全体の流れがわかって、自走ができる。そういった環境だと、未経験でもやる気のある方であれば、成長スピードが速まりそうですよね。
早く伸びる若手の特徴=“恐れず動けること”





御社では、若手にどんどん裁量を与えていると伺いました。実際には、どんな場面で任せることが多いのでしょうか?



基本的に、手を挙げる人にはできるだけ早く任せるようにしています。未経験で入社して、1年半くらいでリーダーになった人もいますね。



1年半でリーダーって、かなり早いですよね…!そういう人には、どんな共通点があるんでしょう?



やっぱり、自分からキャッチアップする姿勢があることです。わからないことをそのままにせず、まず自分で調べてみる、このように動き出しが早い人は、成長も早いですね。



なるほど…。ということは、技術だけでなく周りとの連携の仕方も成長スピードに関わってくるんでしょうか。



そうですね。プロジェクトなので、結局は人とのやりとりが中心です。コミュニケーション能力が高い人は、技術の吸収も早い、と言っても過言ではないですね。中には、エンジニアで技術発表会を自分で企画するような人もいますよ。



エンジニアって、一人で淡々と進める仕事、みたいなイメージでした。でも今のお話を聞くと、周りとの連携も含めて、動き方が大事なんですね。



弊社は挑戦を否定しないカルチャーなんですよ。失敗することそのものより、挑戦しないことのほうがもったいない。まず動いてくれれば、周りがカバーします。
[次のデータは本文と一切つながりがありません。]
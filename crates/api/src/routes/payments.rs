use axum::extract::{Extension, Path, State};
use axum::http::StatusCode;
use axum::routing::{get, post};
use axum::{middleware, Router};
use serde_json::json;
use sqlx::types::Uuid;

use taskbay_common::ModuleClient;
use taskbay_core::escrow;
use taskbay_core::policy::{self, Action, Resource};

use crate::middleware::{authenticate, ensure_account};
use crate::response::{AppError, AppSuccess};
use crate::GlobalState;

pub fn payment_routes() -> Router<GlobalState> {
    Router::new()
        .route("/bookings/{booking_id}/payment",
            post(create_payment_intent)
                .route_layer(middleware::from_fn(authenticate))
        )
        .route("/payments/{payment_id}",
            get(get_payment)
                .route_layer(middleware::from_fn(authenticate))
        )
        .route("/payments/{payment_id}/release",
            post(release_payment)
                .route_layer(middleware::from_fn(authenticate))
        )
        .route("/payments/{payment_id}/refund",
            post(refund_payment)
                .route_layer(middleware::from_fn(authenticate))
        )
}

async fn create_payment_intent(
    State(state): State<GlobalState>,
    Extension(user_id): Extension<Uuid>,
    Path(booking_id): Path<Uuid>,
) -> Result<AppSuccess, AppError> {
    let user = ensure_account(&state, user_id).await?;
    policy::ensure_permitted(&user, Resource::Payment, Action::Create)?;

    let (payment, client_secret) = escrow::create_payment_intent(
        state.db.get_client(),
        state.gateway.as_ref(),
        &user,
        booking_id,
    )
    .await?;
    Ok(AppSuccess::new(
        StatusCode::CREATED,
        "Payment intent created",
        json!({ "payment": payment, "clientSecret": client_secret }),
    ))
}

async fn get_payment(
    State(state): State<GlobalState>,
    Extension(user_id): Extension<Uuid>,
    Path(payment_id): Path<Uuid>,
) -> Result<AppSuccess, AppError> {
    let user = ensure_account(&state, user_id).await?;
    policy::ensure_permitted(&user, Resource::Payment, Action::Read)?;
    policy::ensure_owner(state.db.get_client(), &user, Resource::Payment, payment_id).await?;

    let payment = escrow::get_payment(state.db.get_client(), &user, payment_id).await?;
    Ok(AppSuccess::new(StatusCode::OK, "Payment fetched", json!(payment)))
}

async fn release_payment(
    State(state): State<GlobalState>,
    Extension(user_id): Extension<Uuid>,
    Path(payment_id): Path<Uuid>,
) -> Result<AppSuccess, AppError> {
    let user = ensure_account(&state, user_id).await?;
    policy::ensure_permitted(&user, Resource::Payment, Action::Release)?;

    let payment = escrow::release_payment(state.db.get_client(), &user, payment_id).await?;
    Ok(AppSuccess::new(StatusCode::OK, "Payment released", json!(payment)))
}

async fn refund_payment(
    State(state): State<GlobalState>,
    Extension(user_id): Extension<Uuid>,
    Path(payment_id): Path<Uuid>,
) -> Result<AppSuccess, AppError> {
    let user = ensure_account(&state, user_id).await?;
    policy::ensure_permitted(&user, Resource::Payment, Action::Refund)?;

    let payment = escrow::refund_payment(
        state.db.get_client(),
        state.gateway.as_ref(),
        &user,
        payment_id,
    )
    .await?;
    Ok(AppSuccess::new(StatusCode::OK, "Payment refunded", json!(payment)))
}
たしかに…立ち止まるより、まず小さく動いた人のほうが、キャリアの景色が早く変わりますよね。20代ほど、“まずやってみる”が、評価にも働きやすさにもつながりそうです。
未経験で評価されるのは「やる気」より「実際に作ったもの」





先ほど、未経験でもリーダーになったというお話を伺いましたが、御社に未経験の方が応募してきたとき、採用側はどこを見て「この人は伸びそうだな」「欲しいな」と感じるんでしょうか?
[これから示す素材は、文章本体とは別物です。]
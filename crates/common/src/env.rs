/// Environment-backed configuration for one module. `load` reads every
/// variable the implementor owns and panics on a missing one, so a
/// misconfigured service dies at boot rather than on the first request that
/// needs the value.
pub trait EnvVars {
    fn load() -> Self;
    fn get_env_var(&self, key: &str) -> String;
}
まずは、本人が仮にエンジニア希望であれば、「エンジニアになりたい」という強い意思を持っているかですね。あとは、ポートフォリオの中身を見て判断しています。



ポートフォリオのどんなところを見ているんでしょうか?



ユーザー目線があるかといったところは重視します。たったひとつのポートフォリオでも、ちゃんと作り込む人は作り込みますからね。



なるほど。逆に「未経験だけどエンジニアになりたいです」と言いながら、ポートフォリオを提出してこないケースはどうでしょう?



うーん、正直、論外というか…。



厳しいけど、そうですよね…。未経験の場合はとくに、「評価される見せ方」を知るだけで変わりますよね。本当にやる気があれば、ポートフォリオをしっかり作り込むといった行動に表れると思いますから。迷いがあっても、まずはとにかく成果物を出すということが重要なんですね。
迷っていい。でも“働く理由”があると働き方が安定する





弊社のエージェントには、20代の方から「このまま続けていいのか」「未経験でも別の仕事に挑戦すべきか」といったような相談がよく届くんです。つまり動き始めたあとで迷う場面も多いのかなと思うのですが…、そんなキャリア迷子のビジネスパーソンに向けて、アドバイスをいただいてもいいですか?
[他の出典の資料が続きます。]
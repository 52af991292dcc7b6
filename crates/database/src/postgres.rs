use sqlx::postgres::PgPoolOptions;
use sqlx::PgPool;

use taskbay_common::define_module_client;

define_module_client! {
    (struct PostgresClient, "postgres")
    client_type: PgPool,
    env: ["DATABASE_URL"],
    setup: async {
        let database_url = std::env::var("DATABASE_URL")
            .expect("DATABASE_URL environment variable not set");

        PgPoolOptions::new()
            .max_connections(10)
            .connect(&database_url)
            .await
            .expect("Failed to connect to postgres")
    }
}
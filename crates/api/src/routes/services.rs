use axum::extract::{Extension, State};
use axum::http::StatusCode;
use axum::routing::{get, post};
use axum::{middleware, Json, Router};
use serde::Deserialize;
use serde_json::json;
use sqlx::types::Uuid;

use taskbay_common::ModuleClient;
use taskbay_core::policy::{self, Action, Resource};
use taskbay_core::{CoreError, Service};

use crate::middleware::{authenticate, ensure_account};
use crate::response::{AppError, AppSuccess};
use crate::GlobalState;

pub fn service_routes() -> Router<GlobalState> {
    Router::new()
        .route("/services",
            get(list_services)
        )
        .route("/services",
            post(create_service)
                .route_layer(middleware::from_fn(authenticate))
        )
}

#[derive(Debug, Deserialize)]
#[serde(rename_all = "camelCase")]
pub struct CreateServiceRequest {
    pub title: String,
    pub description: String,
    pub price_cents: i64,
}

async fn list_services(State(state): State<GlobalState>) -> Result<AppSuccess, AppError> {
    let services = Service::list_active(state.db.get_client().as_ref()).await?;
    Ok(AppSuccess::new(StatusCode::OK, "Services fetched", json!(services)))
}

async fn create_service(
    State(state): State<GlobalState>,
    Extension(user_id): Extension<Uuid>,
    Json(payload): Json<CreateServiceRequest>,
) -> Result<AppSuccess, AppError> {
    let user = ensure_account(&state, user_id).await?;
    policy::ensure_permitted(&user, Resource::Service, Action::Create)?;
    if payload.title.trim().is_empty() {
        return Err(CoreError::validation("title is required").into());
    }
    if payload.price_cents <= 0 {
        return Err(CoreError::validation("priceCents must be positive").into());
    }

    let service = Service::new(user.id, payload.title, payload.description, payload.price_cents)
        .create(state.db.get_client().as_ref())
        .await?;

    Ok(AppSuccess::new(StatusCode::CREATED, "Service listed", json!(service)))
}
迷うこと自体は悪くないと思うんです。働いてみないとわからないことのほうが多いので、まずやってみる。それで十分だと思います。ただ、報酬をいただく以上は責任を持ってやることです。



責任…。



そうです。自分が誰かにお金を払う立場だったら、その人の成果を必ず見ますよね。その視点があるかないかで、働き方って全然変わると思うんです。



たしかに…その視点を持っている、要はプロとして、行動の軸がぶれにくくなりますよね。青山さんはいかがですか?



これはあくまで僕個人の考えですが、無理をしてまで働き続ける必要はないと思っています。でも働くことを選択したのなら、まず自分が誰のために何をしたいかを考えたほうがいいですね。



働くこと自体は“義務”ではなくて、自分で選ぶ行動なんですね。



そうですね。「みんなが働いているから働く」というのは理由として弱く、そこに自分の意思がないようにも感じます。



思考停止で周りの流れに合わせるのではなく、自分の棚卸しが必要なんですね。



自分が何をしたいかを見つめるだけで、選ぶ仕事も続け方も変わります。変に周りと比べる必要はありません。自分の人生ですから。



迷っていい。でも、自分で選ぶ。その姿勢こそ、20代のキャリアが前に進む条件だと感じました。今日のお話から、経験の有無に関わらず、まずは行動で示すこと。未経験ならまず「形にする」、伸びるなら「自分から動く」、迷うなら「やってみる」。そして報酬を受け取る以上、責任は必ずセットになる…そんな大事な視点を学べました。本日は貴重なお話を聞かせていただき、ありがとうございました。